What to do = Keep to one stretch of the data below, the lines from the one with "then install logging" up to and including the one with "let config = AppConfig::load().map_err(|e|", and return that stretch exactly.

Entries provided =

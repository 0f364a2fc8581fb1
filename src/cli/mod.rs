//! CLI module for the user registry
//!
//! Provides subcommands for working with user data files:
//! - `validate`: check candidate records without storing anything
//! - `import`: load roles, document types, users and orders into storage

pub mod import;
pub mod validate;

use std::path::Path;

use clap::{Parser, Subcommand};

use crate::config::AppConfig;
use crate::infrastructure::logging;

/// User Registry - validate and import user records
#[derive(Parser)]
#[command(name = "user-registry")]
#[command(version, about, long_about = None)]
pub struct Cli {
    #[command(subcommand)]
    pub command: Command,
}

#[derive(Subcommand)]
pub enum Command {
    /// Validate a JSON candidate or array of candidates
    Validate(validate::ValidateArgs),

    /// Import roles, document types, users and orders from a JSON file
    Import(import::ImportArgs),
}

/// Load `.env` and configuration, then install logging
fn bootstrap() -> anyhow::Result<AppConfig> {
    dotenvy::dotenv().ok();

    let config = AppConfig::load().map_err(|e| anyhow::anyhow!("Invalid configuration: {}", e))?;
    logging::init_logging(&config.logging);

    Ok(config)
}

fn read_json(path: &Path) -> anyhow::Result<serde_json::Value> {
    let content = std::fs::read_to_string(path)
        .map_err(|e| anyhow::anyhow!("Failed to read {}: {}", path.display(), e))?;

    serde_json::from_str(&content)
        .map_err(|e| anyhow::anyhow!("Invalid JSON in {}: {}", path.display(), e))
}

Solution to the exercise =
/// Load `.env` and configuration, then install logging
fn bootstrap() -> anyhow::Result<AppConfig> {
    dotenvy::dotenv().ok();

    let config = AppConfig::load().map_err(|e| anyhow::anyhow!("Invalid configuration: {}", e))?;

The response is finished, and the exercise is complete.